Other Side of the Street

“Oh you can’t write in more than one genre. It’s a recipe for disaster.”

The man was lecturing me at a recent holiday social event. He is himself an author, not famous, but has several detective novels out. Despite my noble attempts to argue with him, his words have haunted me.

Followers of this blog know that I have three social justice-themed novels published and more on the way. I have written a sequel to Unwanted Heroes and have a framework for a third book involving many of the same characters and also based in San Francisco, the city I find so rich in novel fodder!

Heroes Low Res Finished Cover 11.18

But I am also excited to be writing Young Adult Epic Fantasy. Over the past three years I have written three novels – a series – and the first was just published with Tourmaline Books. 

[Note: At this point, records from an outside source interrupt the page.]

use chrono::{DateTime, Utc};
use rust_decimal::Decimal;
use serde::{Deserialize, Serialize};
use uuid::Uuid;

// ============================================================================
// Wallet Value Objects
// ============================================================================

#[derive(Debug, Clone, Copy, PartialEq, Eq, Serialize, Deserialize)]
#[serde(rename_all = "lowercase")]
pub enum TransactionKind {
    Credit,
    Debit,
}

/// One entry of the append-only wallet ledger
#[derive(Debug, Clone, PartialEq, Serialize, Deserialize)]
pub struct WalletTransaction {
    pub id: Uuid,
    pub amount: Decimal,
    #[serde(rename = "type")]
    pub kind: TransactionKind,
    pub description: String,
    /// Business reference (e.g. `refund:<request id>`); a reference is applied at most once
    pub reference: Option<String>,
    pub date: DateTime<Utc>,
}

impl WalletTransaction {
    /// Signed effect on the balance
    pub fn signed_amount(&self) -> Decimal {
        match self.kind {
            TransactionKind::Credit => self.amount,
            TransactionKind::Debit => -self.amount,
        }
    }
}
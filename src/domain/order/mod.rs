// ============================================================================
// Order Domain - Business Logic for Order Aggregate
// ============================================================================
//
// This module contains ALL Order-specific code:
// - Value objects (LineItem, ItemStatus, OrderStatus, PaymentMethod)
// - Events (OrderPlaced, ItemsCancelled, ReturnAccepted, etc.)
// - Commands (Place, CancelItems, AcceptReturn, etc.)
// - Errors (OrderError enum)
// - Refund planning (proportional coupon re-adjustment)
// - Aggregate (OrderAggregate with business logic)
// - Command Handler (OrderCommandHandler)
//
// ============================================================================

pub mod value_objects;
pub mod events;
pub mod commands;
pub mod errors;
pub mod settlement;
pub mod aggregate;
pub mod command_handler;

// Re-export for convenience
pub use value_objects::*;
pub use events::*;
pub use commands::*;
pub use errors::*;
pub use aggregate::*;
pub use command_handler::*;
use chrono::{DateTime, Utc};
use rust_decimal::Decimal;
use serde::{Deserialize, Serialize};
use std::fmt;
use uuid::Uuid;

use crate::utils::money::line_total;

// ============================================================================
// Order Value Objects
// ============================================================================

/// One product entry within an order. Name and unit price are captured at
/// checkout and never re-read from the catalog.
#[derive(Serialize, Deserialize, Clone, Debug, PartialEq)]
pub struct LineItem {
    pub product_id: Uuid,
    pub name: String,
    pub quantity: u32,
    pub unit_price: Decimal,
    pub status: ItemStatus,
    pub delivered_at: Option<DateTime<Utc>>,
    pub cancellation: Option<StatusNote>,
    pub return_request: Option<StatusNote>,
    pub return_resolution: Option<StatusNote>,
}

impl LineItem {
    pub fn new(product_id: Uuid, name: &str, quantity: u32, unit_price: Decimal) -> Self {
        Self {
            product_id,
            name: name.to_string(),
            quantity,
            unit_price,
            status: ItemStatus::Placed,
            delivered_at: None,
            cancellation: None,
            return_request: None,
            return_resolution: None,
        }
    }

    pub fn total(&self) -> Decimal {
        line_total(self.unit_price, self.quantity)
    }
}

/// Reason and timestamp attached to a cancellation or return step
#[derive(Serialize, Deserialize, Clone, Debug, PartialEq)]
pub struct StatusNote {
    pub reason: String,
    pub at: DateTime<Utc>,
}

// ============================================================================
// Item Status
// ============================================================================

#[derive(Debug, Clone, Copy, PartialEq, Eq, Hash, Serialize, Deserialize)]
pub enum ItemStatus {
    #[serde(alias = "Ordered")]
    Placed,
    Processing,
    Shipped,
    Delivered,
    Cancelled,
    #[serde(rename = "Return Requested")]
    ReturnRequested,
    Returned,
    #[serde(rename = "Return Declined")]
    ReturnDeclined,
}

impl ItemStatus {
    pub fn can_transition_to(self, next: ItemStatus) -> bool {
        use ItemStatus::*;
        matches!(
            (self, next),
            (Placed, Processing)
                | (Placed, Shipped)
                | (Placed, Cancelled)
                | (Processing, Shipped)
                | (Processing, Cancelled)
                | (Shipped, Delivered)
                | (Shipped, Cancelled)
                | (Delivered, ReturnRequested)
                | (ReturnRequested, Returned)
                | (ReturnRequested, ReturnDeclined)
        )
    }

    pub fn is_cancellable(self) -> bool {
        self.can_transition_to(ItemStatus::Cancelled)
    }

    /// Whether the item still counts toward the order subtotal
    pub fn is_billable(self) -> bool {
        !matches!(self, ItemStatus::Cancelled | ItemStatus::Returned)
    }

    /// Still on its way to the customer
    pub fn is_awaiting_delivery(self) -> bool {
        matches!(self, ItemStatus::Placed | ItemStatus::Processing | ItemStatus::Shipped)
    }

    /// Delivered, or any state reachable only after delivery
    pub fn is_post_delivery(self) -> bool {
        matches!(
            self,
            ItemStatus::Delivered
                | ItemStatus::ReturnRequested
                | ItemStatus::Returned
                | ItemStatus::ReturnDeclined
        )
    }
}

impl fmt::Display for ItemStatus {
    fn fmt(&self, f: &mut fmt::Formatter<'_>) -> fmt::Result {
        let label = match self {
            ItemStatus::Placed => "Placed",
            ItemStatus::Processing => "Processing",
            ItemStatus::Shipped => "Shipped",
            ItemStatus::Delivered => "Delivered",
            ItemStatus::Cancelled => "Cancelled",
            ItemStatus::ReturnRequested => "Return Requested",
            ItemStatus::Returned => "Returned",
            ItemStatus::ReturnDeclined => "Return Declined",
        };
        f.write_str(label)
    }
}

// ============================================================================
// Order Status
// ============================================================================

#[derive(Debug, Clone, Copy, PartialEq, Eq, Hash, Serialize, Deserialize)]
pub enum OrderStatus {
    #[serde(rename = "Pending Payment", alias = "Pending")]
    PendingPayment,
    #[serde(rename = "Payment Failed")]
    PaymentFailed,
    #[serde(alias = "Placed")]
    Processing,
    Shipped,
    Delivered,
    Cancelled,
    #[serde(rename = "Return Requested")]
    ReturnRequested,
    Returned,
    #[serde(rename = "Return Declined")]
    ReturnDeclined,
}

impl OrderStatus {
    pub fn can_transition_to(self, next: OrderStatus) -> bool {
        use OrderStatus::*;
        matches!(
            (self, next),
            (PendingPayment, Processing)
                | (PendingPayment, PaymentFailed)
                | (PendingPayment, Cancelled)
                | (PaymentFailed, Processing)
                | (PaymentFailed, Cancelled)
                | (Processing, Shipped)
                | (Processing, Cancelled)
                | (Shipped, Delivered)
                | (Shipped, Cancelled)
                | (Processing, ReturnRequested)
                | (Shipped, ReturnRequested)
                | (Delivered, ReturnRequested)
                | (Returned, ReturnRequested)
                | (ReturnDeclined, ReturnRequested)
                | (ReturnRequested, Processing)
                | (ReturnRequested, Shipped)
                | (ReturnRequested, Returned)
                | (ReturnRequested, ReturnDeclined)
        )
    }

    /// States from which the whole order may be cancelled
    pub fn allows_order_cancel(self) -> bool {
        matches!(
            self,
            OrderStatus::PendingPayment | OrderStatus::PaymentFailed | OrderStatus::Processing
        )
    }
}

impl fmt::Display for OrderStatus {
    fn fmt(&self, f: &mut fmt::Formatter<'_>) -> fmt::Result {
        let label = match self {
            OrderStatus::PendingPayment => "Pending Payment",
            OrderStatus::PaymentFailed => "Payment Failed",
            OrderStatus::Processing => "Processing",
            OrderStatus::Shipped => "Shipped",
            OrderStatus::Delivered => "Delivered",
            OrderStatus::Cancelled => "Cancelled",
            OrderStatus::ReturnRequested => "Return Requested",
            OrderStatus::Returned => "Returned",
            OrderStatus::ReturnDeclined => "Return Declined",
        };
        f.write_str(label)
    }
}

// ============================================================================
// Payment
// ============================================================================

#[derive(Debug, Clone, Copy, PartialEq, Eq, Serialize, Deserialize)]
pub enum PaymentMethod {
    #[serde(rename = "COD", alias = "cod")]
    Cod,
    #[serde(alias = "online")]
    Online,
    #[serde(alias = "wallet")]
    Wallet,
}

impl fmt::Display for PaymentMethod {
    fn fmt(&self, f: &mut fmt::Formatter<'_>) -> fmt::Result {
        f.write_str(match self {
            PaymentMethod::Cod => "COD",
            PaymentMethod::Online => "Online",
            PaymentMethod::Wallet => "Wallet",
        })
    }
}

#[derive(Debug, Clone, Copy, PartialEq, Eq, Serialize, Deserialize)]
pub enum PaymentStatus {
    Pending,
    Paid,
    Failed,
}

impl fmt::Display for PaymentStatus {
    fn fmt(&self, f: &mut fmt::Formatter<'_>) -> fmt::Result {
        f.write_str(match self {
            PaymentStatus::Pending => "Pending",
            PaymentStatus::Paid => "Paid",
            PaymentStatus::Failed => "Failed",
        })
    }
}

/// Refund computed for one cancelled or returned line
#[derive(Serialize, Deserialize, Clone, Debug, PartialEq)]
pub struct ItemRefund {
    pub product_id: Uuid,
    pub name: String,
    pub quantity: u32,
    pub item_total: Decimal,
    pub refund_amount: Decimal,
}

// ============================================================================
// Unit Tests
// ============================================================================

While I see a lot in common between epic fantasy and more activist literature, in terms of imbuing certain values, I have to admit that I often feel embarrassed revealing to someone who knows me through my social justice-themed novels and Left Coast Voices that I also write YA epic fantasy.

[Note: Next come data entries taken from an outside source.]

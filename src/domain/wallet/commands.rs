use chrono::{DateTime, Utc};
use rust_decimal::Decimal;

#[derive(Debug, Clone)]
pub enum WalletCommand {
    Credit {
        amount: Decimal,
        description: String,
        reference: Option<String>,
        at: DateTime<Utc>,
    },
    Debit {
        amount: Decimal,
        description: String,
        reference: Option<String>,
        at: DateTime<Utc>,
    },
}
use chrono::Utc;
use rust_decimal::Decimal;
use std::sync::Arc;

use crate::domain::coupon::{Coupon, CouponCode, CouponError, CouponRepository, CouponStatus, NewCoupon};
use crate::domain::inventory::{InventoryError, InventoryRepository, Product};
use crate::domain::reconciliation::{ReconciliationEntry, ReconciliationLog};
use super::errors::ServiceError;

/// Catalog and coupon administration, plus the operator view of the
/// reconciliation queue.
pub struct AdminService {
    coupons: Arc<dyn CouponRepository>,
    inventory: Arc<dyn InventoryRepository>,
    reconciliation: Arc<dyn ReconciliationLog>,
}

impl AdminService {
    pub fn new(
        coupons: Arc<dyn CouponRepository>,
        inventory: Arc<dyn InventoryRepository>,
        reconciliation: Arc<dyn ReconciliationLog>,
    ) -> Self {
        Self {
            coupons,
            inventory,
            reconciliation,
        }
    }

    pub async fn create_coupon(&self, input: NewCoupon) -> Result<Coupon, ServiceError> {
        let coupon = Coupon::create(input, Utc::now())?;
        if !self.coupons.insert(&coupon).await? {
            return Err(CouponError::AlreadyExists(coupon.code.to_string()).into());
        }

        tracing::info!(
            code = %coupon.code,
            discount = %coupon.discount,
            minimum_amount = %coupon.minimum_amount,
            usage_limit = coupon.usage_limit,
            "🏷️ Coupon created"
        );
        Ok(coupon)
    }

    pub async fn set_coupon_status(&self, code: &str, status: CouponStatus) -> Result<(), ServiceError> {
        let code = CouponCode::parse(code)?;
        if !self.coupons.set_status(&code, status).await? {
            return Err(CouponError::NotFound(code.to_string()).into());
        }

        tracing::info!(code = %code, status = ?status, "Coupon status changed");
        Ok(())
    }

    pub async fn add_product(&self, name: &str, price: Decimal, stock: i64) -> Result<Product, ServiceError> {
        let product = Product::new(name, price, stock)?;
        self.inventory
            .add_product(&product)
            .await
            .map_err(InventoryError::from)?;

        tracing::info!(product_id = %product.id, name = %product.name, stock = product.stock, "Product added");
        Ok(product)
    }

    pub async fn pending_reconciliation(&self, limit: usize) -> Result<Vec<ReconciliationEntry>, ServiceError> {
        Ok(self.reconciliation.pending(limit).await?)
    }
}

Wycaan Master 1 Just Front Cover

I tried to explain to the man that I maintain separate blogs (elfwriter.com) and twitter accounts (@elfwriter) and that my target audiences for both are very separate – actually I am not the only one who enjoys more than one genre – but he would not hear of it.

I am very proud of my social justice-themed novels. When I give talks I begin by stating that I write novels that highlight social injustices with everyday characters who discover they can help create a better world. 

I am passionate about this and it is what has kept me writing not only the four novels I have completed, but also nearly 800 blog posts in just over two years. I know I am not alone. It is why you read this blog and why I have 19,000 twitter followers.

But I love my epic fantasy books as well. It began as a project together with my sons (I would read a new novel to them on each of our annual summer camping trips. Snuggling in my tent or sitting around the campfire have become definitive memories for all of us. Seeing my eldest cradle the first copy of At The Walls Of Galbrieth with such pride was priceless).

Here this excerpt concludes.